Principaux renseignements
- Le Premier ministre slovaque Robert Fico propose des réformes électorales controversées à l’approche des prochaines élections, suscitant des inquiétudes quant à leur équité.
- Les critiques soutiennent que la suppression du vote par correspondance priverait de leurs droits les Slovaques vivant à l’étranger, qui ont tendance à soutenir les partis d’opposition.
- Les changements proposés font écho aux évolutions observées en Hongrie sous Viktor Orbán, suscitant des craintes d’un recul démocratique en Slovaquie.
Le Premier ministre slovaque Robert Fico fait pression en faveur de réformes électorales controversées à l’approche des prochaines élections. Ces changements suscitent des inquiétudes quant à l’équité du système électoral du pays.
Pression politique
Le gouvernement de Fico subit des pressions liées à divers facteurs, notamment la hausse du coût de la vie, la stagnation économique et les attentes non satisfaites des électeurs. La récente défaite de Viktor Orbán, un proche allié de Fico, en Hongrie a encore attisé les craintes qu’un revirement politique similaire puisse se produire en Slovaquie. Le chef de l’opposition, Michal Šimečka, estime que Fico sera le prochain dirigeant à être évincé après la défaite électorale d’Orbán.
Les réformes proposées comprennent la suppression du vote par correspondance et l’allongement du mandat des collectivités locales. Ces changements ont déclenché des manifestations et une pétition signée par plus de 93 000 personnes. Les détracteurs affirment que la suppression du vote par correspondance priverait injustement de leur droit de vote les Slovaques vivant à l’étranger, qui ont massivement soutenu les partis d’opposition pro-européens lors des dernières élections.
Préoccupations concernant l’opposition
D’autres propositions visent à augmenter la caution électorale pour les partis et à relever éventuellement le seuil électoral. Ces mesures pourraient rendre plus difficile la participation aux élections pour les petits partis d’opposition.

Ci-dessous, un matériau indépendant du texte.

use std::fmt;
use std::path::Path;

/// Error returned by the [`FontSystem`] load operations.
#[derive(Debug, Clone)]
pub struct FontLoadError(pub String);

impl fmt::Display for FontLoadError {
    fn fmt(&self, f: &mut fmt::Formatter<'_>) -> fmt::Result {
        write!(f, "font load error: {}", self.0)
    }
}

impl std::error::Error for FontLoadError {}

/// Opaque handle to a font loaded into a [`FontSystem`].
#[derive(Debug, Copy, Clone, Eq, PartialEq, Hash)]
pub struct FontId(pub(crate) usize);

/// Owns a collection of loaded fonts.
///
/// Fonts are immutable after loading; fontdue applies the pixel size at
/// rasterization time, so one loaded font serves every size.
pub struct FontSystem {
    fonts: Vec<fontdue::Font>,
}

impl FontSystem {
    pub fn new() -> Self {
        Self { fonts: Vec::new() }
    }

    /// Parses and stores a TrueType or OpenType font from raw bytes.
    ///
    /// Returns the `FontId` that identifies the font in rasterization calls.
    pub fn load_font(&mut self, bytes: &[u8]) -> Result<FontId, FontLoadError> {
        let font = fontdue::Font::from_bytes(bytes, fontdue::FontSettings::default())
            .map_err(|e| FontLoadError(e.to_string()))?;
        let id = FontId(self.fonts.len());
        self.fonts.push(font);
        Ok(id)
    }

    /// Reads and parses a font file.
    pub fn load_font_file(&mut self, path: impl AsRef<Path>) -> Result<FontId, FontLoadError> {
        let path = path.as_ref();
        let bytes = std::fs::read(path)
            .map_err(|e| FontLoadError(format!("{}: {e}", path.display())))?;
        self.load_font(&bytes)
    }

    /// Returns a reference to the underlying `fontdue::Font`, if `id` is valid.
    pub(crate) fn get(&self, id: FontId) -> Option<&fontdue::Font> {
        self.fonts.get(id.0)
    }
}

impl Default for FontSystem {
    fn default() -> Self {
        Self::new()
    }
}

Une proposition visant à instaurer un « état d’urgence » soulève également des inquiétudes quant à un recul de la démocratie, à l’image de ce qui s’est passé en Hongrie où les pouvoirs d’urgence ont été utilisés pour consolider le long règne de Viktor Orbán.

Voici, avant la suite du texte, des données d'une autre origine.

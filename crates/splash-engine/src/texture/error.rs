use std::fmt;

/// Errors produced by texture load, create, and pixel-access operations.
///
/// Subsystem initialization failures are not represented here; those surface
/// as `anyhow` chains from the device layer during startup.
#[derive(Debug, Clone, PartialEq, Eq)]
pub enum TextureError {
    /// The asset path did not resolve to a readable file.
    AssetNotFound(String),
    /// The asset was read but produced no usable pixels (bad image data, or
    /// text that rasterized to nothing).
    DecodeFailed(String),
    /// The GPU handle could not be created.
    HandleCreationFailed(String),
    /// `lock` was called while a lock was already held.
    AlreadyLocked,
    /// `unlock` was called without a prior `lock`.
    NotLocked,
    /// `lock` requires a loaded streaming-access handle.
    UnsupportedAccessForLock,
}

impl fmt::Display for TextureError {
    fn fmt(&self, f: &mut fmt::Formatter<'_>) -> fmt::Result {
        match self {
            TextureError::AssetNotFound(path) => write!(f, "asset not found: {path}"),
            TextureError::DecodeFailed(msg) => write!(f, "decode failed: {msg}"),
            TextureError::HandleCreationFailed(msg) => {
                write!(f, "handle creation failed: {msg}")
            }
            TextureError::AlreadyLocked => write!(f, "texture is already locked"),
            TextureError::NotLocked => write!(f, "texture is not locked"),
            TextureError::UnsupportedAccessForLock => {
                write!(f, "texture does not support streaming access")
            }
        }
    }
}

impl std::error::Error for TextureError {}
//! Font loading and CPU text rasterization.
//!
//! Fonts live in a [`FontSystem`] owned by the application. Rasterization
//! produces a tight RGBA8 bitmap for a whole string; the texture resource
//! uploads that bitmap as a regular texture, so drawn text goes through the
//! same sprite path as images.

mod font_system;
mod raster;

pub use font_system::{FontId, FontLoadError, FontSystem};
pub use raster::{render_text, RenderedText};
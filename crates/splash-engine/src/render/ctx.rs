use crate::coords::Viewport;

/// Renderer-facing context (device/queue + surface format + viewport).
///
/// This is intentionally small and stable.
pub struct RenderCtx<'a> {
    pub device: &'a wgpu::Device,
    pub queue: &'a wgpu::Queue,
    pub surface_format: wgpu::TextureFormat,
    pub viewport: Viewport, // physical px
}

impl<'a> RenderCtx<'a> {
    #[inline]
    pub fn new(
        device: &'a wgpu::Device,
        queue: &'a wgpu::Queue,
        surface_format: wgpu::TextureFormat,
        viewport: Viewport,
    ) -> Self {
        Self {
            device,
            queue,
            surface_format,
            viewport,
        }
    }
}

/// Target for drawing (encoder + color view).
pub struct RenderTarget<'a> {
    pub encoder: &'a mut wgpu::CommandEncoder,
    pub color_view: &'a wgpu::TextureView,
}

impl<'a> RenderTarget<'a> {
    #[inline]
    pub fn new(encoder: &'a mut wgpu::CommandEncoder, color_view: &'a wgpu::TextureView) -> Self {
        Self { encoder, color_view }
    }
}
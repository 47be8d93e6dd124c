//! Color model shared between texture loading and rendering.
//!
//! Colors are straight-alpha RGBA. Texture pixels are stored straight and the
//! sprite blend states are written for straight-alpha sources, so there is no
//! premultiplication step anywhere in the pipeline.
//!
//! Geometry types remain in `coords`.

pub mod color;

pub use color::Color;
use splash_engine::core::{App, AppControl, FrameCtx, StartCtx};
use splash_engine::paint::Color;
use splash_engine::render::{BlendMode, DrawParams, SpriteBatch, SpriteRenderer};
use splash_engine::text::{FontId, FontSystem};
use splash_engine::texture::Texture;

const PICTURE_PATH: &str = "assets/thumb.png";
const FONT_PATH: &str = "assets/DejaVuSans.ttf";
const FONT_SIZE_PX: f32 = 50.0;

const PORTRAIT_MESSAGE: &str = "Hello Portrait Mode!";
const LANDSCAPE_MESSAGE: &str = "Hello Landscape Mode!";
const STARTUP_MESSAGE: &str = "The quick brown fox jumps over the lazy dog";

/// Picks the status line and its color for the current drawable size.
/// A square viewport counts as portrait.
fn orientation_message(width: u32, height: u32) -> (&'static str, Color) {
    if height >= width {
        (PORTRAIT_MESSAGE, Color::from_rgb_u8(0, 0, 255))
    } else {
        (LANDSCAPE_MESSAGE, Color::from_rgb_u8(0, 255, 0))
    }
}

/// X or Y placing a texture extent centered inside a span.
fn centered(span: u32, extent: u32) -> f32 {
    (span as f32 - extent as f32) * 0.5
}

/// Y placing a texture extent flush with the bottom of a span.
fn bottom_aligned(span: u32, extent: u32) -> f32 {
    span as f32 - extent as f32
}

/// Loads the bundled font, logging the error that makes text get skipped.
fn load_bundled_font(fonts: &mut FontSystem, path: &str) -> Option<FontId> {
    match fonts.load_font_file(path) {
        Ok(id) => Some(id),
        Err(e) => {
            log::warn!("failed to load '{path}': {e}; text is skipped");
            None
        }
    }
}

/// True the first time only; the caller logs on true.
fn warn_once(flag: &mut bool) -> bool {
    !std::mem::replace(flag, true)
}

pub struct SplashApp {
    fonts: FontSystem,
    font: Option<FontId>,

    picture: Texture,
    text: Texture,

    batch: SpriteBatch,
    sprites: SpriteRenderer,

    text_render_warned: bool,
}

impl SplashApp {
    pub fn new() -> Self {
        Self {
            fonts: FontSystem::new(),
            font: None,
            picture: Texture::new(),
            text: Texture::new(),
            batch: SpriteBatch::new(),
            sprites: SpriteRenderer::new(),
            text_render_warned: false,
        }
    }
}

impl Default for SplashApp {
    fn default() -> Self {
        Self::new()
    }
}

impl App for SplashApp {
    fn on_start(&mut self, ctx: &mut StartCtx<'_, '_>) {
        // Each asset fails independently; an empty texture draws nothing.
        if let Err(e) = self.picture.load_from_file(ctx.gpu, PICTURE_PATH) {
            log::warn!("failed to load '{PICTURE_PATH}': {e}");
        }
        self.picture.set_blend_mode(BlendMode::Alpha);

        self.font = load_bundled_font(&mut self.fonts, FONT_PATH);

        if let Some(font) = self.font {
            if let Err(e) = self.text.load_from_text(
                ctx.gpu,
                &self.fonts,
                font,
                FONT_SIZE_PX,
                STARTUP_MESSAGE,
                Color::BLACK,
            ) {
                log::warn!("failed to render startup text: {e}");
            }
            self.text.set_blend_mode(BlendMode::Alpha);
        }
    }

    fn on_frame(&mut self, ctx: &mut FrameCtx<'_, '_>) -> AppControl {
        let size = ctx.gpu.size();
        let (message, color) = orientation_message(size.width, size.height);

        // The status text tracks orientation, so it is re-rendered every
        // frame. A failed re-render keeps showing the previous texture; the
        // inputs are fixed strings, so a repeat failure is the same failure
        // and is only warned about once.
        if let Some(font) = self.font {
            if let Err(e) =
                self.text
                    .load_from_text(ctx.gpu, &self.fonts, font, FONT_SIZE_PX, message, color)
            {
                if warn_once(&mut self.text_render_warned) {
                    log::warn!("text re-render failed: {e}");
                }
            }
        }

        self.batch.clear();
        self.picture.render(
            &mut self.batch,
            centered(size.width, self.picture.width()),
            bottom_aligned(size.height, self.picture.height()),
            DrawParams::default(),
        );
        self.text.render(
            &mut self.batch,
            centered(size.width, self.text.width()),
            centered(size.height, self.text.height()),
            DrawParams::default(),
        );

        let (batch, sprites) = (&self.batch, &mut self.sprites);
        ctx.render(Color::WHITE, |rctx, target| {
            sprites.render(rctx, target, batch);
        })
    }
}

#[cfg(test)]
mod tests {
    use super::*;

    // ── orientation selection ─────────────────────────────────────────────

    #[test]
    fn taller_than_wide_is_portrait_in_blue() {
        let (message, color) = orientation_message(480, 800);
        assert_eq!(message, PORTRAIT_MESSAGE);
        assert_eq!(color, Color::from_rgb_u8(0, 0, 255));
    }

    #[test]
    fn wider_than_tall_is_landscape_in_green() {
        let (message, color) = orientation_message(800, 480);
        assert_eq!(message, LANDSCAPE_MESSAGE);
        assert_eq!(color, Color::from_rgb_u8(0, 255, 0));
    }

    #[test]
    fn square_counts_as_portrait() {
        let (message, _) = orientation_message(512, 512);
        assert_eq!(message, PORTRAIT_MESSAGE);
    }

    // ── placement ─────────────────────────────────────────────────────────

    #[test]
    fn picture_recenters_after_resize_to_800() {
        // A 644x396 image on an 800-wide drawable sits at (800 - 644) / 2.
        assert_eq!(centered(800, 644), 78.0);
    }

    #[test]
    fn centered_splits_the_margin_evenly() {
        assert_eq!(centered(640, 400), 120.0);
        assert_eq!(centered(641, 400), 120.5);
    }

    #[test]
    fn oversized_extent_centers_past_the_left_edge() {
        assert_eq!(centered(320, 400), -40.0);
    }

    #[test]
    fn bottom_aligned_touches_the_bottom_edge() {
        assert_eq!(bottom_aligned(600, 396), 204.0);
        assert_eq!(bottom_aligned(240, 396), -156.0);
    }

    // ── font loading ──────────────────────────────────────────────────────

    #[test]
    fn missing_bundled_font_skips_text() {
        let mut fonts = FontSystem::new();
        assert!(load_bundled_font(&mut fonts, "no/such/font.ttf").is_none());
    }

    #[test]
    fn bundled_font_parses() {
        let path = format!("{}/../../{FONT_PATH}", env!("CARGO_MANIFEST_DIR"));
        let mut fonts = FontSystem::new();
        assert!(load_bundled_font(&mut fonts, &path).is_some());
    }

    // ── repeated-failure warning ──────────────────────────────────────────

    #[test]
    fn warn_once_fires_exactly_once() {
        let mut flag = false;
        assert!(warn_once(&mut flag));
        assert!(!warn_once(&mut flag));
        assert!(!warn_once(&mut flag));
    }
}
//! Core engine-facing contracts.
//!
//! This module defines the stable interface between the runtime (platform
//! loop) and the application. It avoids leaking runtime internals into user
//! code and provides a consistent per-frame context.

mod app;
mod ctx;

pub use app::{App, AppControl};
pub use ctx::{FrameCtx, StartCtx, WindowCtx};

En raison du caractère sensible de ces changements proposés, le président slovaque Peter Pellegrini a appelé au dialogue entre les partis de la coalition et ceux de l’opposition. Certaines de ces réformes nécessiteraient des amendements constitutionnels et ont peu de chances d’être adoptées sans le soutien de l’opposition.
Manifestations
Des milliers de Slovaques ont manifesté contre la suppression du vote par correspondance pour les citoyens vivant à l’étranger. Ils considèrent cette mesure comme une tentative de supprimer des votes qui favorisent traditionnellement les candidats pro-occidentaux. Les dirigeants de l’opposition affirment que les actions de Fico témoignent d’une crainte de perdre le pouvoir et d’un mépris des principes démocratiques.